La dipendenza dal vescovo era caratterizzata dalle concessioni di terre in affitto, con il canone fissato in una quota del raccolto (in genere un terzo del raccolto e metà del vino), dalle corvée (prestazioni d’opera e giornate di lavoro gratuito), dai censi in natura e dalle imposte in denaro quali il fodro, che in origine era un obbligo a servire di fieno e derrate alimentari la curia e il suo seguito quando si spostava ad Albino.

Nese, con le località di Monte di Nese, della Busa e del Burro, si costituì in Comune rurale insieme con Ponteranica, all’ombra del Comune Maggiore di Bergamo cui era giurata fedeltà, segno del dominio della città sul contado, della cui giurisdizione entrarono a far parte essendo ascritti, come risulta dallo statuto cittadino del 1263, alla “facta” o faglia di porta di S. Alessandro o più esattamente alla “facta” di S. Lorenzo.

Furono inoltre formate delle unioni di più Comuni aggregati in un unico ente chiamato appunto Unione o Maggiore, che, rispetto ai Comuni componenti, aveva patrimonio autonomo e vita indipendente, tanto da dotarsi spesso di uno Statuto proprio, in modo da agevolare le operazioni di riscossione fiscale imposte dal Comune di Bergamo.
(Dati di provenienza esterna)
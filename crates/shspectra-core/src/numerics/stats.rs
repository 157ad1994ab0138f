//! Inverse standard-normal CDF used by the Fisher-z correlation intervals.

const PROBIT_A: [f64; 6] = [
    -3.969_683_028_665_376e1,
    2.209_460_984_245_205e2,
    -2.759_285_104_469_687e2,
    1.383_577_518_672_690e2,
    -3.066_479_806_614_716e1,
    2.506_628_277_459_239e0,
];

const PROBIT_B: [f64; 5] = [
    -5.447_609_879_822_406e1,
    1.615_858_368_580_409e2,
    -1.556_989_798_598_866e2,
    6.680_131_188_771_972e1,
    -1.328_068_155_288_572e1,
];

const PROBIT_C: [f64; 6] = [
    -7.784_894_002_430_293e-3,
    -3.223_964_580_411_365e-1,
    -2.400_758_277_161_838e0,
    -2.549_732_539_343_734e0,
    4.374_664_141_464_968e0,
    2.938_163_982_698_783e0,
];

const PROBIT_D: [f64; 4] = [
    7.784_695_709_041_462e-3,
    3.224_671_290_700_398e-1,
    2.445_134_137_142_996e0,
    3.754_408_661_907_416e0,
];

// Central/tail split of the rational approximation.
const PROBIT_P_LOW: f64 = 0.02425;

/// Quantile of the standard normal distribution (inverse CDF).
///
/// Rational approximation accurate to about 1.2e-9 across the full domain.
/// Returns NaN for p outside (0, 1); callers validate confidence levels
/// before getting here.
pub fn standard_normal_quantile(p: f64) -> f64 {
    if !(p > 0.0 && p < 1.0) {
        return f64::NAN;
    }

    if p < PROBIT_P_LOW {
        let q = (-2.0 * p.ln()).sqrt();
        return tail_expansion(q);
    }

    let p_high = 1.0 - PROBIT_P_LOW;
    if p > p_high {
        let q = (-2.0 * (1.0 - p).ln()).sqrt();
        return -tail_expansion(q);
    }

    let q = p - 0.5;
    let r = q * q;
    let numerator = ((((PROBIT_A[0] * r + PROBIT_A[1]) * r + PROBIT_A[2]) * r + PROBIT_A[3]) * r
        + PROBIT_A[4])
        * r
        + PROBIT_A[5];
    let denominator = ((((PROBIT_B[0] * r + PROBIT_B[1]) * r + PROBIT_B[2]) * r + PROBIT_B[3]) * r
        + PROBIT_B[4])
        * r
        + 1.0;
    numerator * q / denominator
}

fn tail_expansion(q: f64) -> f64 {
    let numerator = ((((PROBIT_C[0] * q + PROBIT_C[1]) * q + PROBIT_C[2]) * q + PROBIT_C[3]) * q
        + PROBIT_C[4])
        * q
        + PROBIT_C[5];
    let denominator =
        (((PROBIT_D[0] * q + PROBIT_D[1]) * q + PROBIT_D[2]) * q + PROBIT_D[3]) * q + 1.0;
    numerator / denominator
}

#[cfg(test)]
mod tests {
    use super::standard_normal_quantile;

    #[test]
    fn quantile_matches_reference_values() {
        let cases = [
            (0.5, 0.0),
            (0.9, 1.281_551_565_544_600_4),
            (0.975, 1.959_963_984_540_054),
            (0.995, 2.575_829_303_548_900_4),
            (0.001, -3.090_232_306_167_813),
        ];

        for (p, expected) in cases {
            let actual = standard_normal_quantile(p);
            let abs_diff = (actual - expected).abs();
            assert!(
                abs_diff <= 1.0e-7,
                "quantile({p}) expected={expected:.12} actual={actual:.12} abs_diff={abs_diff:.3e}"
            );
        }
    }

    #[test]
    fn quantile_is_antisymmetric_about_the_median() {
        for p in [0.01, 0.1, 0.25, 0.4, 0.45] {
            let lower = standard_normal_quantile(p);
            let upper = standard_normal_quantile(1.0 - p);
            assert!(
                (lower + upper).abs() <= 1.0e-8,
                "quantile({p}) and quantile({}) should be mirror images",
                1.0 - p
            );
        }
    }

    #[test]
    fn quantile_is_monotonic() {
        let probabilities = [0.001, 0.01, 0.02425, 0.1, 0.5, 0.9, 0.97575, 0.99, 0.999];
        let mut previous = f64::NEG_INFINITY;
        for p in probabilities {
            let value = standard_normal_quantile(p);
            assert!(value > previous, "quantile must increase at p={p}");
            previous = value;
        }
    }

    #[test]
    fn quantile_is_nan_outside_the_open_unit_interval() {
        for p in [-0.1, 0.0, 1.0, 1.5, f64::NAN] {
            assert!(standard_normal_quantile(p).is_nan(), "p={p}");
        }
    }
}
pub mod correlation;
pub mod expansion;
pub mod serialization;

pub use correlation::{
    CorrelationInput, DEFAULT_CONFIDENCE_LEVELS, DegreeZeroPolicy, correlate_degrees,
};
pub use expansion::{
    ExpansionInput, ExpansionMethod, ExpansionOutput, PowerNormalization, expand_points,
};
pub use serialization::{
    parse_coefficients_csv, read_coefficients_csv, render_coefficients_csv,
    render_correlation_csv, render_power_csv, write_coefficients_csv, write_correlation_csv,
    write_power_csv,
};
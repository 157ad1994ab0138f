pub mod errors;

pub use errors::{AnalysisError, AnalysisErrorCategory, AnalysisResult};

use serde::{Deserialize, Serialize};

/// Number of packed (degree, order) entries for an expansion up to
/// `max_degree` inclusive.
pub const fn packed_len(max_degree: usize) -> usize {
    (max_degree + 1) * (max_degree + 2) / 2
}

/// Flat offset of (degree, order) in the packed triangular layout.
pub const fn packed_index(degree: usize, order: usize) -> usize {
    degree * (degree + 1) / 2 + order
}

#[derive(Debug, Clone, PartialEq, Deserialize)]
#[serde(rename_all = "camelCase")]
struct PackedCoefficientData {
    max_degree: usize,
    cosine: Vec<f64>,
    sine: Vec<f64>,
}

/// Cosine/sine spherical-harmonic coefficients up to a maximum degree.
///
/// Coefficients are stored packed by degree, offset `l(l+1)/2 + m` for
/// 0 <= m <= l <= max_degree. The layout is private; callers address
/// coefficients only through the logical (degree, order) accessors. Sine
/// terms at order 0 are identically zero by convention. Immutable once
/// constructed.
#[derive(Debug, Clone, PartialEq, Serialize, Deserialize)]
#[serde(rename_all = "camelCase", try_from = "PackedCoefficientData")]
pub struct CoefficientSet {
    max_degree: usize,
    cosine: Vec<f64>,
    sine: Vec<f64>,
}

impl CoefficientSet {
    /// Builds a set from packed cosine/sine arrays.
    ///
    /// Order-0 sine entries are forced to zero rather than rejected, so
    /// tables produced by tools that leave them unset still load.
    pub fn from_packed(
        max_degree: usize,
        cosine: Vec<f64>,
        mut sine: Vec<f64>,
    ) -> AnalysisResult<Self> {
        let expected = packed_len(max_degree);
        if cosine.len() != expected || sine.len() != expected {
            return Err(AnalysisError::input_validation(
                "INPUT.COEFFICIENT_SHAPE",
                format!(
                    "packed coefficient arrays for max degree {} must have {} entries, got cosine={} sine={}",
                    max_degree,
                    expected,
                    cosine.len(),
                    sine.len()
                ),
            ));
        }

        for degree in 0..=max_degree {
            sine[packed_index(degree, 0)] = 0.0;
        }

        Ok(Self {
            max_degree,
            cosine,
            sine,
        })
    }

    pub fn max_degree(&self) -> usize {
        self.max_degree
    }

    pub fn cosine(&self, degree: usize, order: usize) -> f64 {
        assert!(
            order <= degree && degree <= self.max_degree,
            "coefficient index requires order <= degree <= max_degree"
        );
        self.cosine[packed_index(degree, order)]
    }

    pub fn sine(&self, degree: usize, order: usize) -> f64 {
        assert!(
            order <= degree && degree <= self.max_degree,
            "coefficient index requires order <= degree <= max_degree"
        );
        self.sine[packed_index(degree, order)]
    }

    /// Sum of squared cosine and sine coefficients over all orders at one
    /// degree. Non-negative by construction.
    pub fn degree_power(&self, degree: usize) -> f64 {
        let mut total = 0.0;
        for order in 0..=degree {
            let index = packed_index(degree, order);
            total += self.cosine[index] * self.cosine[index] + self.sine[index] * self.sine[index];
        }
        total
    }

    /// Iterates entries in packed order as (degree, order, cosine, sine).
    pub fn entries(&self) -> impl Iterator<Item = (usize, usize, f64, f64)> + '_ {
        (0..=self.max_degree).flat_map(move |degree| {
            (0..=degree).map(move |order| {
                let index = packed_index(degree, order);
                (degree, order, self.cosine[index], self.sine[index])
            })
        })
    }
}

impl TryFrom<PackedCoefficientData> for CoefficientSet {
    type Error = AnalysisError;

    fn try_from(data: PackedCoefficientData) -> AnalysisResult<Self> {
        Self::from_packed(data.max_degree, data.cosine, data.sine)
    }
}

/// One spectral-power value per degree, 0..=max_degree.
#[derive(Debug, Clone, PartialEq, Serialize, Deserialize)]
#[serde(rename_all = "camelCase")]
pub struct PowerSpectrum {
    values: Vec<f64>,
}

impl PowerSpectrum {
    pub fn new(values: Vec<f64>) -> Self {
        Self { values }
    }

    pub fn max_degree(&self) -> usize {
        self.values.len().saturating_sub(1)
    }

    pub fn len(&self) -> usize {
        self.values.len()
    }

    pub fn is_empty(&self) -> bool {
        self.values.is_empty()
    }

    pub fn at_degree(&self, degree: usize) -> f64 {
        self.values[degree]
    }

    pub fn values(&self) -> &[f64] {
        &self.values
    }
}

/// Lower/upper bound on a per-degree correlation at one confidence level.
#[derive(Debug, Clone, Copy, PartialEq, Serialize, Deserialize)]
#[serde(rename_all = "camelCase")]
pub struct ConfidenceInterval {
    pub level: f64,
    pub lower: f64,
    pub upper: f64,
}

/// Correlation at a single degree with its confidence intervals.
///
/// `correlation` is NaN where either input set has zero power at this
/// degree; that is reported, not raised.
#[derive(Debug, Clone, PartialEq, Serialize, Deserialize)]
#[serde(rename_all = "camelCase")]
pub struct DegreeCorrelation {
    pub degree: usize,
    pub correlation: f64,
    pub intervals: Vec<ConfidenceInterval>,
}

/// Degree-wise correlation between two coefficient sets, 0..=max_degree.
#[derive(Debug, Clone, PartialEq, Serialize, Deserialize)]
#[serde(rename_all = "camelCase")]
pub struct CorrelationResult {
    pub degrees: Vec<DegreeCorrelation>,
}

impl CorrelationResult {
    pub fn max_degree(&self) -> usize {
        self.degrees.len().saturating_sub(1)
    }

    pub fn correlations(&self) -> Vec<f64> {
        self.degrees.iter().map(|entry| entry.correlation).collect()
    }
}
In un atto del 1297 si parla dell’unione dei Comuni della Valle Seriana in una federazione con la città di Bergamo, che inviava il Vicario di Valle a Nembro e che in quell’anno era un tale Giovannino dei conti di Camisano.

I Comuni rurali mantennero però una larga autonomia per quanto riguardava l’organizzazione e l’amministrazione interna e potevano decidere sull’organizzazione del culto, sullo sfruttamento delle selve, dei pascoli e delle risorgive, sulla viabilità e sulla definizione dei confini comunali.

Un atto del 1302 è indice della raggiunta autonomia comunale. Vi sono trascritte le norme di funzionamento, elezione e ripartizione amministrative di ognuna delle quattro “quadre”, Zanchi, Serina, Piazza, Gritti, e quelle per la costituzione del Consiglio Comunale o Arengo e per l’elezione dei Consoli, dei Sindaci e dei Consiglieri.